▶ Exercise details
When you reach the line with "let r = u8::from_str_radix(&s[0..1], 16)" in the data below, begin printing lines exactly, and stop once the line with "use app::App;" has been printed.

▶ Material provided
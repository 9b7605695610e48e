//! Theme loading: btop-style `theme[key]="value"` and hex → ratatui Color.

use ratatui::style::Color;
use std::collections::HashMap;
use std::path::Path;
use thiserror::Error;

/// Colour lookup for rendering. Piece colours are indexed by the cell value
/// (1..=7); value 0 is reserved and never drawn.
#[derive(Debug, Clone)]
pub struct Theme {
    /// Piece colours for cell values 1..=7 (O, I, Z, S, L, J, T).
    pub pieces: [Color; 7],
    /// Playfield background.
    pub bg: Color,
    /// Border / grid lines.
    pub border: Color,
    /// Text (counter, key help).
    pub text: Color,
    /// Titles and the highlighted menu item.
    pub title: Color,
}

#[derive(Debug, Error)]
pub enum ThemeError {
    #[error("io error: {0}")]
    Io(#[from] std::io::Error),
    #[error("invalid hex: {0}")]
    InvalidHex(String),
}

impl Default for Theme {
    fn default() -> Self {
        Self::classic()
    }
}

impl Theme {
    /// The classic palette: yellow O, cyan I, red Z, green S, orange L,
    /// pink J, purple T on an olive background.
    pub fn classic() -> Self {
        Self {
            pieces: [
                parse_hex("#FAFF00").unwrap(),
                parse_hex("#00E4FF").unwrap(),
                parse_hex("#F60000").unwrap(),
                parse_hex("#69B625").unwrap(),
                parse_hex("#FF8D00").unwrap(),
                parse_hex("#FF51BC").unwrap(),
                parse_hex("#9F0096").unwrap(),
            ],
            bg: parse_hex("#566425").unwrap(),
            border: parse_hex("#3F444F").unwrap(),
            text: parse_hex("#ABB2BF").unwrap(),
            title: parse_hex("#E5C07B").unwrap(),
        }
    }

    /// Load a theme from a btop-style file: `theme[key]="#RRGGBB"` with keys
    /// piece1..piece7, bg, border, text, title. Falls back to the classic
    /// palette if the path is None or the file is missing; per-key fallbacks
    /// apply when a key is absent or unparseable.
    pub fn load(path: Option<&Path>) -> Result<Self, ThemeError> {
        let path = match path {
            Some(p) if p.exists() => p,
            _ => return Ok(Self::default()),
        };
        let s = std::fs::read_to_string(path)?;
        let map = parse_theme_file(&s);
        Ok(Self::from_map(&map))
    }

    fn from_map(map: &HashMap<String, String>) -> Self {
        let classic = Self::classic();
        let get = |key: &str, fallback: Color| {
            map.get(key)
                .and_then(|v| parse_hex(v).ok())
                .unwrap_or(fallback)
        };
        let mut pieces = classic.pieces;
        for (i, slot) in pieces.iter_mut().enumerate() {
            *slot = get(&format!("piece{}", i + 1), *slot);
        }
        Self {
            pieces,
            bg: get("bg", classic.bg),
            border: get("border", classic.border),
            text: get("text", classic.text),
            title: get("title", classic.title),
        }
    }

    /// Colour for an occupied cell value (1..=7).
    #[inline]
    pub fn piece_color(&self, value: u8) -> Color {
        self.pieces[(value.saturating_sub(1) as usize) % 7]
    }
}

/// Parse btop-style theme file into key -> value map.
fn parse_theme_file(s: &str) -> HashMap<String, String> {
    let mut map = HashMap::new();
    for line in s.lines() {
        let line = line.trim();
        if line.is_empty() || line.starts_with('#') {
            continue;
        }
        if let Some(stripped) = line.strip_prefix("theme[") {
            if let Some(end) = stripped.find(']') {
                let key = stripped[..end].trim();
                let rest = stripped[end + 1..].trim();
                if let Some(eq) = rest.find('=') {
                    let value = rest[eq + 1..]
                        .trim()
                        .trim_matches('"')
                        .trim_matches('\'')
                        .to_string();
                    if !value.is_empty() {
                        map.insert(key.to_string(), value);
                    }
                }
            }
        }
    }
    map
}

/// Parse hex colour "#RRGGBB" or "#RGB" into ratatui Color.
pub fn parse_hex(s: &str) -> Result<Color, ThemeError> {
    let s = s.trim().trim_start_matches('#');
    let (r, g, b) = if s.len() == 6 {
        let r =
            u8::from_str_radix(&s[0..2], 16).map_err(|_| ThemeError::InvalidHex(s.to_string()))?;
        let g =
            u8::from_str_radix(&s[2..4], 16).map_err(|_| ThemeError::InvalidHex(s.to_string()))?;
        let b =
            u8::from_str_radix(&s[4..6], 16).map_err(|_| ThemeError::InvalidHex(s.to_string()))?;
        (r, g, b)
    } else if s.len() == 3 {
        let r = u8::from_str_radix(&s[0..1], 16)
            .map_err(|_| ThemeError::InvalidHex(s.to_string()))?
            * 17;
        let g = u8::from_str_radix(&s[1..2], 16)
            .map_err(|_| ThemeError::InvalidHex(s.to_string()))?
            * 17;
        let b = u8::from_str_radix(&s[2..3], 16)
            .map_err(|_| ThemeError::InvalidHex(s.to_string()))?
            * 17;
        (r, g, b)
    } else {
        return Err(ThemeError::InvalidHex(s.to_string()));
    };
    Ok(Color::Rgb(r, g, b))
}
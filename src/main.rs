//! tetrotui — classic falling-piece puzzle game in the terminal.

mod app;
mod game;
mod input;
mod pieces;
mod theme;
mod ui;

use anyhow::Result;
use app::App;
use clap::Parser;
use pieces::PieceKind;
use std::time::Duration;

/// Options derived from the CLI that drive a game session.
#[derive(Debug, Clone)]
pub struct GameConfig {
    pub width: usize,
    pub height: usize,
    pub tick: Duration,
    pub reset_delay: Duration,
    pub first_piece: Option<PieceKind>,
}

fn main() -> Result<()> {
    let args = Args::parse();
    let theme = theme::Theme::load(args.theme.as_deref()).unwrap_or_default();
    let config = GameConfig {
        // A playfield narrower or shorter than the widest piece matrix would
        // end every session on spawn.
        width: args.width.max(4) as usize,
        height: args.height.max(4) as usize,
        tick: Duration::from_millis(args.tick_ms),
        reset_delay: Duration::from_millis(args.reset_delay_ms),
        first_piece: args.first_piece,
    };
    let mut app = App::new(config, theme);
    app.run()?;
    Ok(())
}

/// Classic falling-piece puzzle game in the terminal.
#[derive(Debug, Parser)]
#[command(
    name = "tetrotui",
    version,
    about = "Classic falling-piece puzzle in the terminal. Stack tetrominoes and clear full rows.",
    long_about = "Tetrotui is a terminal rendition of the classic falling-piece puzzle.\n\n\
        Pieces fall at a fixed tick; steer them into place and clear complete rows.\n\n\
        CONTROLS:\n  Left/Right (h/l)  Move    Up (k/x)  Rotate CW   z  Rotate CCW\n  Down (j)  Soft drop    P  Pause menu    Q / Esc  Quit\n\n\
        While paused, Up/Down pick Resume or Reset and Enter confirms. Use --theme to load a btop-style theme file."
)]
pub struct Args {
    /// Playfield width in columns.
    #[arg(long, default_value = "12", value_name = "COLS")]
    pub width: u16,

    /// Playfield height in rows.
    #[arg(long, default_value = "20", value_name = "ROWS")]
    pub height: u16,

    /// Gravity tick period in ms (one automatic downward step).
    #[arg(long, default_value = "1000", value_name = "MS")]
    pub tick_ms: u64,

    /// Delay in ms between selecting Reset and the fresh session starting.
    #[arg(long, default_value = "1500", value_name = "MS")]
    pub reset_delay_ms: u64,

    /// Force the first piece of each session for practice (one of O I Z S L J T).
    #[arg(long, value_name = "SYMBOL", value_parser = parse_piece_symbol)]
    pub first_piece: Option<PieceKind>,

    /// Path to theme file (btop-style theme[key]="value"). Uses the classic
    /// palette if not set.
    #[arg(short, long, value_name = "FILE")]
    pub theme: Option<std::path::PathBuf>,
}

fn parse_piece_symbol(s: &str) -> Result<PieceKind, String> {
    let mut chars = s.chars();
    match (chars.next(), chars.next()) {
        (Some(c), None) => PieceKind::from_symbol(c.to_ascii_uppercase())
            .ok_or_else(|| format!("unknown piece symbol: {s}")),
        _ => Err(format!("unknown piece symbol: {s}")),
    }
}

▶ Result for this task
        let r = u8::from_str_radix(&s[0..1], 16)
            .map_err(|_| ThemeError::InvalidHex(s.to_string()))?
            * 17;
        let g = u8::from_str_radix(&s[1..2], 16)
            .map_err(|_| ThemeError::InvalidHex(s.to_string()))?
            * 17;
        let b = u8::from_str_radix(&s[2..3], 16)
            .map_err(|_| ThemeError::InvalidHex(s.to_string()))?
            * 17;
        (r, g, b)
    } else {
        return Err(ThemeError::InvalidHex(s.to_string()));
    };
    Ok(Color::Rgb(r, g, b))
}
filename src/main.rs
//! tetrotui — classic falling-piece puzzle game in the terminal.

mod app;
mod game;
mod input;
mod pieces;
mod theme;
mod ui;

use anyhow::Result;
use app::App;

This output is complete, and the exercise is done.